Preserving The Lessons

Tribes exhibited best practices in community planning, executing food delivery for neighbors, maintaining tribal culture and language programs through Zoom – even celebrating the 40-year anniversary of federal recognition.

“We did it all online. Our traditional foods program came around and brought everybody a box with their dinner and you heated it up. Then we sat on Zoom together and ate together and went through our whole program. The Squaxin Island tribe, their community health nurse, went around and taught elders how to use a tablet, they gave them tablets. She stood outside the window to keep them safe…and then talked them through how to use it so that they could use telehealth for appointments. That creativity was essential to overcoming the fear among our people of pandemics, based on our history…”

Jessica McKee: Something that we learned…through those Thursday morning meetings…is that Tribes really like to hear from each other. We have accumulated all of the best practices and the recommendations that Tribes made for themselves in the after actions and compiled that information into a big pandemic preparedness checklist for everyone…

“There were quite a few people who said, we didn’t have a public information officer (PIO), we didn’t have one person who was in charge of communicating out things with the public. Or they said we had a PR team so they handled it all. It was a wide variety. But now people can look at this checklist and they can say, “Oh, it would be good to get a PIO and put them through training, because that’s on the checklist and we don’t have that.”
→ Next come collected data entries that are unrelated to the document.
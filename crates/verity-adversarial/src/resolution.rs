//! Conflict resolution strategies
//!
//! Each conflict is resolved on its own into a kept/discarded partition of
//! its evidence. A conflict that cannot be resolved degrades to a manual
//! review resolution that keeps everything; it never aborts the batch.

use chrono::{DateTime, Utc};
use serde::{Deserialize, Serialize};
use std::collections::{BTreeMap, HashSet};
use std::fmt;

use verity_core::credibility::{self, CredibilityWeights};
use verity_core::EvidenceRef;

use crate::conflict::{ConflictType, EvidenceConflict, MethodologyGroup};

/// Confidence assigned to conflicts routed to manual review
pub const MANUAL_REVIEW_CONFIDENCE: f64 = 30.0;
/// Confidence ceiling when conflicting interpretations are merged
pub const INTERPRETATION_CONFIDENCE_CAP: f64 = 75.0;

/// How a conflict was (or will be) resolved
#[derive(Debug, Clone, Copy, PartialEq, Eq, Hash, Serialize, Deserialize)]
#[serde(rename_all = "SCREAMING_SNAKE_CASE")]
pub enum ResolutionStrategy {
    CredibilityWeighted,
    TemporalPriority,
    MethodologyRanking,
    InterpretationMerge,
    ManualReview,
}

impl ResolutionStrategy {
    pub fn as_str(&self) -> &'static str {
        match self {
            Self::CredibilityWeighted => "credibility_weighted",
            Self::TemporalPriority => "temporal_priority",
            Self::MethodologyRanking => "methodology_ranking",
            Self::InterpretationMerge => "interpretation_merge",
            Self::ManualReview => "manual_review",
        }
    }
}

impl fmt::Display for ResolutionStrategy {
    fn fmt(&self, f: &mut fmt::Formatter<'_>) -> fmt::Result {
        f.write_str(self.as_str())
    }
}

/// Outcome of resolving one conflict. Immutable.
#[derive(Debug, Clone, Serialize, Deserialize)]
pub struct ConflictResolution {
    pub conflict_id: String,
    pub method: ResolutionStrategy,
    pub resolved_evidence: Vec<EvidenceRef>,
    pub discarded_evidence: Vec<EvidenceRef>,
    /// Confidence (0 - 100)
    pub confidence: f64,
    pub rationale: String,
    pub resolved_at: DateTime<Utc>,
}

impl ConflictResolution {
    pub fn needs_review(&self) -> bool {
        self.method == ResolutionStrategy::ManualReview
    }
}

#[derive(Debug, thiserror::Error)]
pub enum ResolutionError {
    #[error("Conflict {0} carries no evidence")]
    EmptyConflict(String),
    #[error("Conflict {conflict_id} references evidence outside the round: {url}")]
    UnknownEvidence { conflict_id: String, url: String },
}

/// Resolves evidence conflicts with a per-type strategy
#[derive(Debug, Clone, Default)]
pub struct ConflictResolver {
    pub weights: CredibilityWeights,
}

impl ConflictResolver {
    pub fn new(weights: CredibilityWeights) -> Self {
        Self { weights }
    }

    /// Resolve every conflict independently.
    ///
    /// `all_evidence` is the pool the conflicts were detected in; a conflict
    /// citing anything outside it is sent to manual review.
    pub fn resolve_conflicts(
        &self,
        conflicts: &[EvidenceConflict],
        all_evidence: &[EvidenceRef],
        weights: Option<&CredibilityWeights>,
    ) -> Vec<ConflictResolution> {
        let weights = weights.unwrap_or(&self.weights);
        let pool: HashSet<String> = all_evidence.iter().map(|e| e.fingerprint()).collect();

        conflicts
            .iter()
            .map(|conflict| match self.resolve(conflict, &pool, weights) {
                Ok(resolution) => {
                    tracing::debug!(
                        conflict_id = %conflict.id,
                        method = %resolution.method,
                        kept = resolution.resolved_evidence.len(),
                        discarded = resolution.discarded_evidence.len(),
                        "Conflict resolved"
                    );
                    resolution
                }
                Err(e) => {
                    tracing::warn!(conflict_id = %conflict.id, error = %e, "Conflict sent to manual review");
                    metrics::counter!("verity_conflicts_manual_review_total").increment(1);
                    Self::manual_review(conflict, &e.to_string())
                }
            })
            .collect()
    }

    /// Resolve a single conflict with the strategy for its type
    pub fn resolve(
        &self,
        conflict: &EvidenceConflict,
        pool: &HashSet<String>,
        weights: &CredibilityWeights,
    ) -> Result<ConflictResolution, ResolutionError> {
        if conflict.evidence.is_empty() {
            return Err(ResolutionError::EmptyConflict(conflict.id.clone()));
        }
        if let Some(stray) = conflict.evidence.iter().find(|e| !pool.contains(&e.fingerprint())) {
            return Err(ResolutionError::UnknownEvidence {
                conflict_id: conflict.id.clone(),
                url: stray.source_url.clone(),
            });
        }

        let reference = credibility::newest_publish_date(&conflict.evidence).unwrap_or_else(Utc::now);
        let resolution = match conflict.conflict_type {
            ConflictType::SourceDisagreement => self.credibility_weighted(conflict, weights, reference),
            ConflictType::TemporalDiscrepancy => self.temporal_priority(conflict, weights, reference),
            ConflictType::MethodologyDifference => self.methodology_ranking(conflict, weights, reference),
            ConflictType::InterpretationVariance => self.interpretation_merge(conflict, weights, reference),
        };
        Ok(resolution)
    }

    /// Resolution that keeps all evidence for a human to arbitrate
    pub fn manual_review(conflict: &EvidenceConflict, reason: &str) -> ConflictResolution {
        ConflictResolution {
            conflict_id: conflict.id.clone(),
            method: ResolutionStrategy::ManualReview,
            resolved_evidence: conflict.evidence.clone(),
            discarded_evidence: Vec::new(),
            confidence: MANUAL_REVIEW_CONFIDENCE,
            rationale: format!("Automatic resolution failed ({reason}); all evidence preserved for manual review"),
            resolved_at: Utc::now(),
        }
    }

    /// Keep every item scoring at least 60% of the most credible one
    fn credibility_weighted(
        &self,
        conflict: &EvidenceConflict,
        weights: &CredibilityWeights,
        reference: DateTime<Utc>,
    ) -> ConflictResolution {
        let scored: Vec<(EvidenceRef, f64)> = conflict
            .evidence
            .iter()
            .map(|e| (e.clone(), credibility::credibility_score(e, weights, reference)))
            .collect();
        let top = scored.iter().map(|(_, s)| *s).fold(0.0, f64::max);
        let cutoff = top * 0.6;

        let (kept, discarded): (Vec<_>, Vec<_>) = scored.into_iter().partition(|(_, s)| *s >= cutoff);
        let confidence = mean(kept.iter().map(|(_, s)| *s)) * 100.0;

        ConflictResolution {
            conflict_id: conflict.id.clone(),
            method: ResolutionStrategy::CredibilityWeighted,
            rationale: format!(
                "Kept {} of {} items scoring at least 60% of the top credibility ({:.2})",
                kept.len(),
                kept.len() + discarded.len(),
                top
            ),
            resolved_evidence: kept.into_iter().map(|(e, _)| e).collect(),
            discarded_evidence: discarded.into_iter().map(|(e, _)| e).collect(),
            confidence: confidence.clamp(0.0, 100.0),
            resolved_at: Utc::now(),
        }
    }

    /// Newest first with a decaying recency bonus; keep the top 70%
    fn temporal_priority(
        &self,
        conflict: &EvidenceConflict,
        weights: &CredibilityWeights,
        reference: DateTime<Utc>,
    ) -> ConflictResolution {
        let mut by_date: Vec<EvidenceRef> = conflict.evidence.clone();
        // Undated items rank last
        by_date.sort_by(|a, b| b.publish_date.cmp(&a.publish_date));

        let mut scored: Vec<(EvidenceRef, f64, f64)> = by_date
            .into_iter()
            .enumerate()
            .map(|(rank, e)| {
                let base = credibility::credibility_score(&e, weights, reference);
                let bonus = (1.0 - 0.1 * rank as f64).max(0.0)
                    * credibility::recency_weight(e.publish_date, reference, weights);
                (e, base, base + bonus)
            })
            .collect();
        scored.sort_by(|a, b| b.2.total_cmp(&a.2));

        let keep = ((scored.len() as f64) * 0.7).ceil().max(1.0) as usize;
        let discarded: Vec<_> = scored.split_off(keep.min(scored.len()));
        let confidence = mean(scored.iter().map(|(_, base, _)| *base)) * 100.0;

        ConflictResolution {
            conflict_id: conflict.id.clone(),
            method: ResolutionStrategy::TemporalPriority,
            rationale: format!(
                "Prioritised the {} most recent and credible of {} items",
                scored.len(),
                scored.len() + discarded.len()
            ),
            resolved_evidence: scored.into_iter().map(|(e, _, _)| e).collect(),
            discarded_evidence: discarded.into_iter().map(|(e, _, _)| e).collect(),
            confidence: confidence.clamp(0.0, 100.0),
            resolved_at: Utc::now(),
        }
    }

    /// Keep the single best methodology cluster
    fn methodology_ranking(
        &self,
        conflict: &EvidenceConflict,
        weights: &CredibilityWeights,
        reference: DateTime<Utc>,
    ) -> ConflictResolution {
        let mut clusters: BTreeMap<MethodologyGroup, Vec<EvidenceRef>> = BTreeMap::new();
        for e in &conflict.evidence {
            clusters.entry(MethodologyGroup::detect(&e.content)).or_default().push(e.clone());
        }

        let score = |items: &[EvidenceRef]| {
            let credibility = mean(
                items
                    .iter()
                    .map(|e| credibility::credibility_score(e, weights, reference)),
            );
            credibility * (1.0 + (items.len() as f64).ln() * 0.1)
        };

        let mut best: Option<(MethodologyGroup, f64)> = None;
        for (group, items) in &clusters {
            let s = score(items);
            if best.map_or(true, |(_, b)| s > b) {
                best = Some((*group, s));
            }
        }
        let (group, best_score) = best.unwrap_or((MethodologyGroup::General, 0.0));

        let mut resolved_evidence = Vec::new();
        let mut discarded_evidence = Vec::new();
        for (g, items) in clusters {
            if g == group {
                resolved_evidence.extend(items);
            } else {
                discarded_evidence.extend(items);
            }
        }

        ConflictResolution {
            conflict_id: conflict.id.clone(),
            method: ResolutionStrategy::MethodologyRanking,
            rationale: format!(
                "Kept the {} cluster ({} items, score {:.2}); discarded {} items from other methodologies",
                group.as_str(),
                resolved_evidence.len(),
                best_score,
                discarded_evidence.len()
            ),
            resolved_evidence,
            discarded_evidence,
            confidence: (best_score * 100.0).clamp(0.0, 100.0),
            resolved_at: Utc::now(),
        }
    }

    /// Keep everything; cap confidence to signal residual uncertainty
    fn interpretation_merge(
        &self,
        conflict: &EvidenceConflict,
        weights: &CredibilityWeights,
        reference: DateTime<Utc>,
    ) -> ConflictResolution {
        let credibility = mean(
            conflict
                .evidence
                .iter()
                .map(|e| credibility::credibility_score(e, weights, reference)),
        );
        ConflictResolution {
            conflict_id: conflict.id.clone(),
            method: ResolutionStrategy::InterpretationMerge,
            resolved_evidence: conflict.evidence.clone(),
            discarded_evidence: Vec::new(),
            confidence: (credibility * 100.0).min(INTERPRETATION_CONFIDENCE_CAP),
            rationale: format!(
                "Agents read the same {} items differently; all retained with capped confidence",
                conflict.evidence.len()
            ),
            resolved_at: Utc::now(),
        }
    }
}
Lowe and McKee encouraged documenting after-actions and best practices for overcoming divides among communities in health emergencies.

“Here in Washington, there’s going to be quite a bit of shifting around of our public health staff. I have already seen quite a few people that were involved in the COVID response step down and leave their organization to go to another one, myself included. I hope for all of us that we listen to these after-action reports and talk to people when they’re leaving, because you lose a lot of that knowledge when people leave organizations or agencies.”

Vicki Lowe: There were so many good things that happened during this pandemic that we need to preserve. We figured out how to pay for telehealth, including through Medicaid and Medicare. That’s going to help with a lot of other things. We saw success stories from vaccine clinics across the state.

Jessica McKee: We need to build on the successes we saw, while also working to address the gaps. COVID showed us that we can do that while working together, across different levels of government.